Last Rainbow of the Summer
Last Rainbow of the Summer

Last Rainbow of the Summer

A smokey rain bow for sure but I have more captures from this timeline of interest to be posted shortly.

I start this narrative by saying this is a VERY WIDE image. It exceeds 90 degrees wide or 1/4 of the sky. The Sun is EXACTLY behind me along with a whole forest worth of smoke from the west coast. The sunlight at this late daylight hour traveling through hundreds of miles of haze with particulates. From September of 2020, many local’s took photos of this rainbow. I was on an ATV at the time. “Clever Girl” was tied up to a trailer. I had just returned home from town on a trip to get poultry feed for my small paddling of domestic ducks and clutch of chickens. IT was raining, I was on an ATV (with a roof but no doors/windows). A box -o-cameras on the seat. Just a cotton jacket.

Having just come home from town, I had taken a shower. Upon a quick dress in fresh ranch clothes, I looked out the window, grabbed my gear and the first vehicle available to me. Fortunately I didn’t take much more of a shower nor did my gear. The storm had just passed so as to leave me mostly high and dry.

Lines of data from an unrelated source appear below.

//! Relevance scoring and result merging shared by the tiers.

use crate::types::{AdvancedSearchQuery, MemoryEntry, SearchResult};

/// Fraction of the query's keywords found among the content's words.
///
/// Both sides are lowercased and split on whitespace. A query without
/// keywords scores 0.
pub fn keyword_relevance(query: &str, content: &str) -> f64 {
    let keywords: Vec<String> = query.split_whitespace().map(str::to_lowercase).collect();
    if keywords.is_empty() {
        return 0.0;
    }

    let content_lower = content.to_lowercase();
    let words: std::collections::HashSet<&str> = content_lower.split_whitespace().collect();

    let hits = keywords.iter().filter(|k| words.contains(k.as_str())).count();
    hits as f64 / keywords.len() as f64
}

/// Check the non-textual predicates of a query against an entry.
///
/// Context type must be equal, the timestamp must fall inside the inclusive
/// time range, and every metadata filter must be present with an equal value.
pub fn matches_filters(entry: &MemoryEntry, query: &AdvancedSearchQuery) -> bool {
    if let Some(ref context_type) = query.context_type {
        if &entry.context.context_type != context_type {
            return false;
        }
    }

    if let Some(range) = &query.time_range {
        if !range.contains(entry.context.timestamp) {
            return false;
        }
    }

    if let Some(filters) = &query.metadata_filters {
        for (key, expected) in filters {
            if entry.metadata.get(key) != Some(expected) {
                return false;
            }
        }
    }

    true
}

/// Convert distances into relevance scores relative to the farthest hit.
///
/// `score = 1 - d / max_d`; when every distance is zero all scores are 1.
pub fn normalize_distances(distances: &[f64]) -> Vec<f64> {
    let max = distances.iter().copied().fold(0.0_f64, f64::max);
    distances
        .iter()
        .map(|d| {
            if max <= 0.0 {
                1.0
            } else {
                (1.0 - d / max).clamp(0.0, 1.0)
            }
        })
        .collect()
}

/// Drop results under the threshold, order by score (stable), and cap the count.
pub fn rank(mut results: Vec<SearchResult>, threshold: Option<f64>, limit: usize) -> Vec<SearchResult> {
    if let Some(threshold) = threshold {
        results.retain(|r| r.relevance_score >= threshold);
    }
    results.sort_by(|a, b| b.relevance_score.total_cmp(&a.relevance_score));
    results.truncate(limit);
    results
}

#[cfg(test)]
mod tests {
    use super::*;
    use crate::types::{MemoryContext, MemoryTier};
    use chrono::{Duration, Utc};

    fn result(id: &str, score: f64) -> SearchResult {
        SearchResult {
            id: id.to_string(),
            tier: MemoryTier::ShortTerm,
            memory_entry: MemoryEntry::new(id, MemoryContext::now("test")),
            relevance_score: score,
        }
    }

    #[test]
    fn test_keyword_relevance() {
        assert_eq!(keyword_relevance("coffee", "alpha wants coffee"), 1.0);
        assert_eq!(keyword_relevance("Coffee TEA", "alpha wants coffee"), 0.5);
        assert_eq!(keyword_relevance("", "alpha wants coffee"), 0.0);
        assert_eq!(keyword_relevance("   ", "anything"), 0.0);
        // Whole words only
        assert_eq!(keyword_relevance("cof", "coffee"), 0.0);
    }

    #[test]
    fn test_matches_filters() {
        let now = Utc::now();
        let entry = MemoryEntry::new("x", MemoryContext::new("chat", now))
            .with_meta("even", true)
            .with_meta("user", "ana");

        assert!(matches_filters(&entry, &AdvancedSearchQuery::new("")));
        assert!(matches_filters(&entry, &AdvancedSearchQuery::new("").context_type("chat")));
        assert!(!matches_filters(&entry, &AdvancedSearchQuery::new("").context_type("tool")));

        let window = AdvancedSearchQuery::new("").time_range(now - Duration::minutes(1), now);
        assert!(matches_filters(&entry, &window));
        let past = AdvancedSearchQuery::new("")
            .time_range(now - Duration::hours(2), now - Duration::hours(1));
        assert!(!matches_filters(&entry, &past));

        let both = AdvancedSearchQuery::new("").filter("even", true).filter("user", "ana");
        assert!(matches_filters(&entry, &both));
        let wrong = AdvancedSearchQuery::new("").filter("even", false);
        assert!(!matches_filters(&entry, &wrong));
        let missing = AdvancedSearchQuery::new("").filter("team", "x");
        assert!(!matches_filters(&entry, &missing));
    }

    #[test]
    fn test_normalize_distances() {
        assert_eq!(normalize_distances(&[0.0, 0.5, 1.0]), vec![1.0, 0.5, 0.0]);
        assert_eq!(normalize_distances(&[0.0, 0.0]), vec![1.0, 1.0]);
        assert!(normalize_distances(&[]).is_empty());
    }

    #[test]
    fn test_rank_is_stable_and_bounded() {
        let ranked = rank(
            vec![result("a", 0.5), result("b", 0.9), result("c", 0.5), result("d", 0.1)],
            Some(0.2),
            3,
        );
        let ids: Vec<&str> = ranked.iter().map(|r| r.id.as_str()).collect();
        assert_eq!(ids, vec!["b", "a", "c"]);
    }
}
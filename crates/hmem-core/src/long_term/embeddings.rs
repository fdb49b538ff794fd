//! Text embeddings for long-term similarity search.
//!
//! Embedders are synchronous and CPU bound; the long-term store only calls
//! them from its blocking worker pool.
//!
//! - [`HashEmbedder`]: feature hashing over lowercased tokens. Deterministic,
//!   dependency free, and good enough for keyword-style recall.
//! - `FastEmbedder` (feature `embeddings`): local ONNX sentence models via
//!   `fastembed`, loaded on first use.

use std::sync::Arc;

use sha2::{Digest, Sha256};

use crate::error::Result;

/// Default dimension for [`HashEmbedder`].
pub const HASH_EMBEDDING_DIMENSIONS: usize = 256;

/// Turns text into a fixed-length vector.
pub trait Embedder: Send + Sync {
    /// Model identifier for logs.
    fn name(&self) -> &str;

    fn dimension(&self) -> usize;

    fn embed(&self, text: &str) -> Result<Vec<f32>>;
}

/// Cosine distance `1 - cos(a, b)`, in `[0, 2]`.
///
/// Mismatched lengths and zero vectors are treated as orthogonal.
pub fn cosine_distance(a: &[f32], b: &[f32]) -> f64 {
    if a.len() != b.len() {
        return 1.0;
    }

    let dot: f64 = a.iter().zip(b).map(|(x, y)| f64::from(*x) * f64::from(*y)).sum();
    let norm_a: f64 = a.iter().map(|x| f64::from(*x).powi(2)).sum::<f64>().sqrt();
    let norm_b: f64 = b.iter().map(|x| f64::from(*x).powi(2)).sum::<f64>().sqrt();

    if norm_a == 0.0 || norm_b == 0.0 {
        return 1.0;
    }
    (1.0 - dot / (norm_a * norm_b)).clamp(0.0, 2.0)
}

/// Signed feature hashing of lowercased words.
#[derive(Debug, Clone)]
pub struct HashEmbedder {
    dimension: usize,
}

impl Default for HashEmbedder {
    fn default() -> Self {
        Self::new(HASH_EMBEDDING_DIMENSIONS)
    }
}

impl HashEmbedder {
    pub fn new(dimension: usize) -> Self {
        Self {
            dimension: dimension.max(1),
        }
    }
}

impl Embedder for HashEmbedder {
    fn name(&self) -> &str {
        "hash"
    }

    fn dimension(&self) -> usize {
        self.dimension
    }

    fn embed(&self, text: &str) -> Result<Vec<f32>> {
        let mut vector = vec![0.0f32; self.dimension];

        for token in text
            .split_whitespace()
            .map(|t| t.trim_matches(|c: char| !c.is_alphanumeric()).to_lowercase())
            .filter(|t| !t.is_empty())
        {
            let digest = Sha256::digest(token.as_bytes());
            let mut bucket_bytes = [0u8; 8];
            bucket_bytes.copy_from_slice(&digest[..8]);
            let bucket = (u64::from_le_bytes(bucket_bytes) % self.dimension as u64) as usize;
            let sign = if digest[8] & 1 == 0 { 1.0 } else { -1.0 };
            vector[bucket] += sign;
        }

        let norm = vector.iter().map(|v| v * v).sum::<f32>().sqrt();
        if norm > 0.0 {
            vector.iter_mut().for_each(|v| *v /= norm);
        }
        Ok(vector)
    }
}

#[cfg(feature = "embeddings")]
pub use self::fast::FastEmbedder;

#[cfg(feature = "embeddings")]
mod fast {
    use std::sync::{Arc, Mutex, PoisonError};

    use fastembed::{EmbeddingModel, InitOptions, TextEmbedding};
    use tracing::info;

    use super::Embedder;
    use crate::error::{MemoryError, Result};

    /// Sentence embeddings from a local `fastembed` model.
    pub struct FastEmbedder {
        name: String,
        model_name: EmbeddingModel,
        dimension: usize,
        model: Mutex<Option<Arc<TextEmbedding>>>,
    }

    impl FastEmbedder {
        /// Resolve a model by its common name, e.g. `all-MiniLM-L6-v2`.
        pub fn from_model_str(name: &str) -> Result<Self> {
            let (model_name, dimension) = match name {
                "all-MiniLM-L6-v2" | "AllMiniLML6V2" => (EmbeddingModel::AllMiniLML6V2, 384),
                "all-MiniLM-L12-v2" | "AllMiniLML12V2" => (EmbeddingModel::AllMiniLML12V2, 384),
                "bge-small-en-v1.5" | "BGESmallENV15" => (EmbeddingModel::BGESmallENV15, 384),
                "bge-base-en-v1.5" | "BGEBaseENV15" => (EmbeddingModel::BGEBaseENV15, 768),
                "bge-large-en-v1.5" | "BGELargeENV15" => (EmbeddingModel::BGELargeENV15, 1024),
                "nomic-embed-text-v1.5" | "NomicEmbedTextV15" => {
                    (EmbeddingModel::NomicEmbedTextV15, 768)
                }
                other => {
                    return Err(MemoryError::Embedding(format!(
                        "unsupported embedding model: {other}"
                    )));
                }
            };

            Ok(Self {
                name: name.to_string(),
                model_name,
                dimension,
                model: Mutex::new(None),
            })
        }

        fn model(&self) -> Result<Arc<TextEmbedding>> {
            let mut slot = self.model.lock().unwrap_or_else(PoisonError::into_inner);
            if let Some(model) = slot.as_ref() {
                return Ok(Arc::clone(model));
            }

            info!(model = %self.name, "Loading embedding model");
            let start = std::time::Instant::now();

            let mut options = InitOptions::default();
            options.model_name = self.model_name.clone();
            options.show_download_progress = false;

            let model = TextEmbedding::try_new(options)
                .map_err(|e| MemoryError::Embedding(format!("failed to load {}: {e}", self.name)))?;
            info!(model = %self.name, elapsed = ?start.elapsed(), "Embedding model loaded");

            let model = Arc::new(model);
            *slot = Some(Arc::clone(&model));
            Ok(model)
        }
    }

    impl Embedder for FastEmbedder {
        fn name(&self) -> &str {
            &self.name
        }

        fn dimension(&self) -> usize {
            self.dimension
        }

        fn embed(&self, text: &str) -> Result<Vec<f32>> {
            let model = self.model()?;
            model
                .embed(vec![text], None)
                .map_err(|e| MemoryError::Embedding(format!("failed to embed text: {e}")))?
                .into_iter()
                .next()
                .ok_or_else(|| MemoryError::Embedding("model returned no embedding".to_string()))
        }
    }
}

/// Pick an embedder for a configured model name.
///
/// `hash` selects [`HashEmbedder`]. Other names need the `embeddings`
/// feature; without it the hash embedder is used instead.
pub fn embedder_for(model: &str) -> Result<Arc<dyn Embedder>> {
    if model.eq_ignore_ascii_case("hash") {
        return Ok(Arc::new(HashEmbedder::default()));
    }

    #[cfg(feature = "embeddings")]
    {
        Ok(Arc::new(FastEmbedder::from_model_str(model)?))
    }

    #[cfg(not(feature = "embeddings"))]
    {
        tracing::warn!(
            model,
            "Built without the embeddings feature, falling back to hash embeddings"
        );
        Ok(Arc::new(HashEmbedder::default()))
    }
}
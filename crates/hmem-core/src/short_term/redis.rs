//! Redis backend for the short-term tier.

use async_trait::async_trait;
use redis::aio::MultiplexedConnection;
use redis::{Client, RedisError};

use super::backend::{KvConnection, KvConnector};
use crate::error::{MemoryError, Result};

const BACKEND: &str = "redis";

fn map_redis_error(err: RedisError) -> MemoryError {
    if err.is_io_error() || err.is_connection_refusal() || err.is_timeout() || err.is_connection_dropped() {
        MemoryError::unavailable(BACKEND, err.to_string())
    } else {
        MemoryError::Serialization(format!("redis: {err}"))
    }
}

/// Opens multiplexed Redis connections from a `redis://` URL.
pub struct RedisConnector {
    client: Client,
}

impl RedisConnector {
    pub fn new(url: &str) -> Result<Self> {
        let client = Client::open(url)
            .map_err(|e| MemoryError::invalid(format!("invalid redis url: {e}")))?;
        Ok(Self { client })
    }
}

#[async_trait]
impl KvConnector for RedisConnector {
    fn backend(&self) -> &'static str {
        BACKEND
    }

    async fn connect(&self) -> Result<Box<dyn KvConnection>> {
        let conn = self
            .client
            .get_multiplexed_async_connection()
            .await
            .map_err(map_redis_error)?;
        Ok(Box::new(RedisConnection { conn }))
    }
}

struct RedisConnection {
    conn: MultiplexedConnection,
}

#[async_trait]
impl KvConnection for RedisConnection {
    async fn ping(&mut self) -> Result<()> {
        redis::cmd("PING")
            .query_async::<_, String>(&mut self.conn)
            .await
            .map_err(map_redis_error)?;
        Ok(())
    }

    async fn set_ex(&mut self, key: &str, value: &str, ttl_secs: u64) -> Result<()> {
        redis::cmd("SET")
            .arg(key)
            .arg(value)
            .arg("EX")
            .arg(ttl_secs)
            .query_async::<_, ()>(&mut self.conn)
            .await
            .map_err(map_redis_error)
    }

    async fn get(&mut self, key: &str) -> Result<Option<String>> {
        redis::cmd("GET")
            .arg(key)
            .query_async(&mut self.conn)
            .await
            .map_err(map_redis_error)
    }

    async fn mget(&mut self, keys: &[String]) -> Result<Vec<Option<String>>> {
        if keys.is_empty() {
            return Ok(Vec::new());
        }
        redis::cmd("MGET")
            .arg(keys)
            .query_async(&mut self.conn)
            .await
            .map_err(map_redis_error)
    }

    async fn del(&mut self, key: &str) -> Result<()> {
        redis::cmd("DEL")
            .arg(key)
            .query_async::<_, ()>(&mut self.conn)
            .await
            .map_err(map_redis_error)
    }

    async fn scan(&mut self, cursor: u64, pattern: &str, count: usize) -> Result<(u64, Vec<String>)> {
        redis::cmd("SCAN")
            .arg(cursor)
            .arg("MATCH")
            .arg(pattern)
            .arg("COUNT")
            .arg(count)
            .query_async(&mut self.conn)
            .await
            .map_err(map_redis_error)
    }
}
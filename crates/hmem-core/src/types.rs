//! Memory type definitions.
//!
//! Entries are values: once handed to a store they are never updated in place.
//! The store assigns the id, so an entry travels together with its id as a
//! [`StoredEntry`] or [`SearchResult`].

use std::collections::BTreeMap;

use chrono::{DateTime, Utc};
use serde::{Deserialize, Serialize};

use crate::error::{MemoryError, Result};

/// Largest content accepted verbatim; longer content is cut on a char boundary.
pub const MAX_CONTENT_BYTES: usize = 1024 * 1024;

/// Default number of results for a search.
pub const DEFAULT_MAX_RESULTS: usize = 10;

/// Context type used when a caller does not provide one.
pub const DEFAULT_CONTEXT_TYPE: &str = "general";

/// Reserved metadata key carrying the context type in the long-term index.
pub const CONTEXT_TYPE_KEY: &str = "contextType";
/// Reserved metadata key carrying the context timestamp in the long-term index.
pub const CONTEXT_TIMESTAMP_KEY: &str = "contextTimestamp";

/// String-keyed metadata attached to entries and contexts.
pub type Metadata = BTreeMap<String, serde_json::Value>;

/// Memory tier (short-term cache or long-term store)
#[derive(Debug, Clone, Copy, PartialEq, Eq, Hash, Serialize, Deserialize)]
#[serde(rename_all = "snake_case")]
pub enum MemoryTier {
    #[serde(alias = "SHORT_TERM")]
    ShortTerm,
    #[serde(alias = "LONG_TERM")]
    LongTerm,
}

impl MemoryTier {
    /// Both tiers, short-term first.
    pub const ALL: [MemoryTier; 2] = [MemoryTier::ShortTerm, MemoryTier::LongTerm];

    /// Convert from string
    pub fn from_str(s: &str) -> Option<Self> {
        match s.to_ascii_lowercase().as_str() {
            "short_term" | "short" | "s" => Some(Self::ShortTerm),
            "long_term" | "long" | "l" => Some(Self::LongTerm),
            _ => None,
        }
    }

    /// Convert to string
    pub fn as_str(&self) -> &'static str {
        match self {
            Self::ShortTerm => "short_term",
            Self::LongTerm => "long_term",
        }
    }
}

impl std::fmt::Display for MemoryTier {
    fn fmt(&self, f: &mut std::fmt::Formatter<'_>) -> std::fmt::Result {
        write!(f, "{}", self.as_str())
    }
}

/// Operations accepted by [`crate::MemoryCoordinator::perform_operation`].
#[derive(Debug, Clone, Copy, PartialEq, Eq, Serialize, Deserialize)]
#[serde(rename_all = "snake_case")]
pub enum MemoryOperation {
    Add,
    Retrieve,
    Search,
    Delete,
}

impl MemoryOperation {
    pub fn as_str(&self) -> &'static str {
        match self {
            Self::Add => "add",
            Self::Retrieve => "retrieve",
            Self::Search => "search",
            Self::Delete => "delete",
        }
    }
}

impl std::str::FromStr for MemoryOperation {
    type Err = MemoryError;

    fn from_str(s: &str) -> Result<Self> {
        match s.to_ascii_lowercase().as_str() {
            "add" => Ok(Self::Add),
            "retrieve" => Ok(Self::Retrieve),
            "search" => Ok(Self::Search),
            "delete" => Ok(Self::Delete),
            other => Err(MemoryError::invalid(format!("unknown memory operation: {other}"))),
        }
    }
}

impl std::fmt::Display for MemoryOperation {
    fn fmt(&self, f: &mut std::fmt::Formatter<'_>) -> std::fmt::Result {
        write!(f, "{}", self.as_str())
    }
}

/// Per-agent switches deciding which tiers take part in each operation.
#[derive(Debug, Clone, Copy, PartialEq, Eq, Serialize, Deserialize)]
pub struct MemoryConfig {
    #[serde(default = "default_true")]
    pub use_long_term_memory: bool,
    #[serde(default = "default_true", alias = "use_redis_cache")]
    pub use_short_term_cache: bool,
}

fn default_true() -> bool {
    true
}

impl Default for MemoryConfig {
    fn default() -> Self {
        Self {
            use_long_term_memory: true,
            use_short_term_cache: true,
        }
    }
}

impl MemoryConfig {
    /// Only the short-term cache enabled.
    pub fn short_term_only() -> Self {
        Self {
            use_long_term_memory: false,
            use_short_term_cache: true,
        }
    }

    /// Only the long-term store enabled.
    pub fn long_term_only() -> Self {
        Self {
            use_long_term_memory: true,
            use_short_term_cache: false,
        }
    }

    pub fn is_enabled(&self, tier: MemoryTier) -> bool {
        match tier {
            MemoryTier::ShortTerm => self.use_short_term_cache,
            MemoryTier::LongTerm => self.use_long_term_memory,
        }
    }
}

/// Where and when a memory was formed.
#[derive(Debug, Clone, PartialEq, Serialize, Deserialize)]
pub struct MemoryContext {
    pub context_type: String,
    pub timestamp: DateTime<Utc>,
    #[serde(default)]
    pub metadata: Metadata,
}

impl MemoryContext {
    pub fn new(context_type: impl Into<String>, timestamp: DateTime<Utc>) -> Self {
        Self {
            context_type: context_type.into(),
            timestamp,
            metadata: Metadata::new(),
        }
    }

    /// Context of the given type stamped with the current time.
    pub fn now(context_type: impl Into<String>) -> Self {
        Self::new(context_type, Utc::now())
    }

    pub fn with_metadata(mut self, metadata: Metadata) -> Self {
        self.metadata = metadata;
        self
    }
}

/// A single memory.
#[derive(Debug, Clone, PartialEq, Serialize, Deserialize)]
pub struct MemoryEntry {
    pub content: String,
    #[serde(default)]
    pub metadata: Metadata,
    pub context: MemoryContext,
}

impl MemoryEntry {
    pub fn new(content: impl Into<String>, context: MemoryContext) -> Self {
        Self {
            content: content.into(),
            metadata: Metadata::new(),
            context,
        }
    }

    pub fn with_metadata(mut self, metadata: Metadata) -> Self {
        self.metadata = metadata;
        self
    }

    /// Add a single metadata key.
    pub fn with_meta(mut self, key: impl Into<String>, value: impl Into<serde_json::Value>) -> Self {
        self.metadata.insert(key.into(), value.into());
        self
    }

    pub fn timestamp(&self) -> DateTime<Utc> {
        self.context.timestamp
    }

    /// Reject entries that must never be stored.
    pub fn validate(&self) -> Result<()> {
        if self.content.trim().is_empty() {
            return Err(MemoryError::invalid("memory content must not be empty"));
        }
        if self.context.context_type.is_empty() {
            return Err(MemoryError::invalid("context type must not be empty"));
        }
        for key in [CONTEXT_TYPE_KEY, CONTEXT_TIMESTAMP_KEY] {
            if self.metadata.contains_key(key) {
                return Err(MemoryError::invalid(format!("metadata key {key:?} is reserved")));
            }
        }
        Ok(())
    }

    /// Copy of the entry with content cut to `max_bytes`, or `None` when it already fits.
    pub fn truncated(&self, max_bytes: usize) -> Option<Self> {
        if self.content.len() <= max_bytes {
            return None;
        }
        let mut end = max_bytes;
        while !self.content.is_char_boundary(end) {
            end -= 1;
        }
        Some(Self {
            content: self.content[..end].to_string(),
            ..self.clone()
        })
    }
}

/// An entry together with the id its store assigned.
#[derive(Debug, Clone, PartialEq, Serialize, Deserialize)]
pub struct StoredEntry {
    pub id: String,
    pub entry: MemoryEntry,
}

/// Inclusive time window.
#[derive(Debug, Clone, Copy, PartialEq, Eq, Serialize, Deserialize)]
pub struct TimeRange {
    pub start: DateTime<Utc>,
    pub end: DateTime<Utc>,
}

impl TimeRange {
    pub fn new(start: DateTime<Utc>, end: DateTime<Utc>) -> Self {
        Self { start, end }
    }

    pub fn contains(&self, instant: DateTime<Utc>) -> bool {
        instant >= self.start && instant <= self.end
    }
}

/// Search request shared by both tiers.
#[derive(Debug, Clone, PartialEq, Serialize, Deserialize)]
pub struct AdvancedSearchQuery {
    pub query: String,
    /// `None` searches every enabled tier.
    #[serde(default)]
    pub memory_type: Option<MemoryTier>,
    #[serde(default)]
    pub context_type: Option<String>,
    #[serde(default)]
    pub time_range: Option<TimeRange>,
    #[serde(default)]
    pub metadata_filters: Option<Metadata>,
    #[serde(default)]
    pub relevance_threshold: Option<f64>,
    #[serde(default = "default_max_results")]
    pub max_results: usize,
}

fn default_max_results() -> usize {
    DEFAULT_MAX_RESULTS
}

impl AdvancedSearchQuery {
    pub fn new(query: impl Into<String>) -> Self {
        Self {
            query: query.into(),
            memory_type: None,
            context_type: None,
            time_range: None,
            metadata_filters: None,
            relevance_threshold: None,
            max_results: DEFAULT_MAX_RESULTS,
        }
    }

    pub fn tier(mut self, tier: MemoryTier) -> Self {
        self.memory_type = Some(tier);
        self
    }

    pub fn context_type(mut self, context_type: impl Into<String>) -> Self {
        self.context_type = Some(context_type.into());
        self
    }

    pub fn time_range(mut self, start: DateTime<Utc>, end: DateTime<Utc>) -> Self {
        self.time_range = Some(TimeRange::new(start, end));
        self
    }

    pub fn filter(mut self, key: impl Into<String>, value: impl Into<serde_json::Value>) -> Self {
        self.metadata_filters
            .get_or_insert_with(Metadata::new)
            .insert(key.into(), value.into());
        self
    }

    pub fn threshold(mut self, threshold: f64) -> Self {
        self.relevance_threshold = Some(threshold);
        self
    }

    pub fn limit(mut self, max_results: usize) -> Self {
        self.max_results = max_results;
        self
    }

    /// Whether a tier takes part in this query.
    pub fn targets(&self, tier: MemoryTier) -> bool {
        self.memory_type.is_none_or(|t| t == tier)
    }

    pub fn validate(&self) -> Result<()> {
        if self.max_results == 0 {
            return Err(MemoryError::invalid("max_results must be at least 1"));
        }
        if let Some(threshold) = self.relevance_threshold {
            if !threshold.is_finite() || !(0.0..=1.0).contains(&threshold) {
                return Err(MemoryError::invalid(format!(
                    "relevance_threshold must be within [0, 1], got {threshold}"
                )));
            }
        }
        if let Some(range) = &self.time_range {
            if range.start > range.end {
                return Err(MemoryError::invalid("time_range start is after its end"));
            }
        }
        Ok(())
    }
}

/// One ranked hit.
#[derive(Debug, Clone, PartialEq, Serialize, Deserialize)]
pub struct SearchResult {
    pub id: String,
    pub tier: MemoryTier,
    pub memory_entry: MemoryEntry,
    /// Always within [0, 1].
    pub relevance_score: f64,
}

/// Entry returned by [`crate::MemoryCoordinator::retrieve_relevant`].
#[derive(Debug, Clone, PartialEq, Serialize, Deserialize)]
pub struct RelevantMemory {
    pub id: String,
    pub tier: MemoryTier,
    pub entry: MemoryEntry,
}

/// Result of [`crate::MemoryCoordinator::perform_operation`].
#[derive(Debug, Clone, PartialEq, Serialize)]
#[serde(tag = "operation", rename_all = "snake_case")]
pub enum OperationOutcome {
    Add { memory_id: String },
    Retrieve { memory: Option<MemoryEntry> },
    Search { results: Vec<SearchResult> },
    Delete { memory_id: String },
}
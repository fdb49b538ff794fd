//! Error types for hmem-core.

use thiserror::Error;

use crate::config::ConfigError;
use crate::types::MemoryTier;

/// Result type alias using hmem-core Error
pub type Result<T> = std::result::Result<T, MemoryError>;

/// Memory system errors
#[derive(Error, Debug)]
pub enum MemoryError {
    // Backend errors
    #[error("{backend} unavailable: {message}")]
    StoreUnavailable { backend: String, message: String },

    #[error("{operation} timed out after {duration_ms}ms")]
    Timeout { operation: String, duration_ms: u64 },

    #[error("Database error: {0}")]
    Database(#[from] rusqlite::Error),

    #[error("Embedding error: {0}")]
    Embedding(String),

    #[error("Worker pool error: {0}")]
    Worker(String),

    // Record errors
    #[error("Serialization error: {0}")]
    Serialization(String),

    // Request errors
    #[error("{tier} memory is disabled for this agent")]
    ConfigDisabled { tier: MemoryTier },

    #[error("Invalid request: {0}")]
    InvalidRequest(String),

    // Configuration errors
    #[error("Configuration error: {0}")]
    Config(#[from] ConfigError),

    // IO errors
    #[error("IO error: {0}")]
    Io(#[from] std::io::Error),
}

impl MemoryError {
    /// Create a store-unavailable error for a backend
    pub fn unavailable(backend: impl Into<String>, message: impl Into<String>) -> Self {
        Self::StoreUnavailable {
            backend: backend.into(),
            message: message.into(),
        }
    }

    /// Create a timeout error
    pub fn timeout(operation: impl Into<String>, duration_ms: u64) -> Self {
        Self::Timeout {
            operation: operation.into(),
            duration_ms,
        }
    }

    /// Create an invalid request error
    pub fn invalid(message: impl Into<String>) -> Self {
        Self::InvalidRequest(message.into())
    }

    /// Transient failures are worth retrying with backoff.
    pub fn is_transient(&self) -> bool {
        matches!(self, Self::StoreUnavailable { .. } | Self::Timeout { .. })
    }

    /// Check if this error is a disabled-tier error
    pub fn is_config_disabled(&self) -> bool {
        matches!(self, Self::ConfigDisabled { .. })
    }

    /// Check if this error is an invalid request error
    pub fn is_invalid_request(&self) -> bool {
        matches!(self, Self::InvalidRequest(_))
    }

    /// Check if this error is a timeout error
    pub fn is_timeout(&self) -> bool {
        matches!(self, Self::Timeout { .. })
    }
}

impl From<serde_json::Error> for MemoryError {
    fn from(err: serde_json::Error) -> Self {
        Self::Serialization(err.to_string())
    }
}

This double rainbow is likely the last I will see this year. Images of bright doubles are usually colorcast. Only the latest day rainbows are this wide as you are seeing almost 1/2 of the entire rainbow. Remember that from the viewpoint of an airplane a few thousand feet up.. a rainbow is a complete circle. Earlier in the day, you only get a small section of the whole circle. As the sun sets, the circle is HUGE. This was HUGE. Positioned here across the Montana / Wyoming border with the left leg being in Montana, the right in Wyoming.

Location: Bliss Dinosaur Ranch, Wyoming / Montana borderlands (Wyotana)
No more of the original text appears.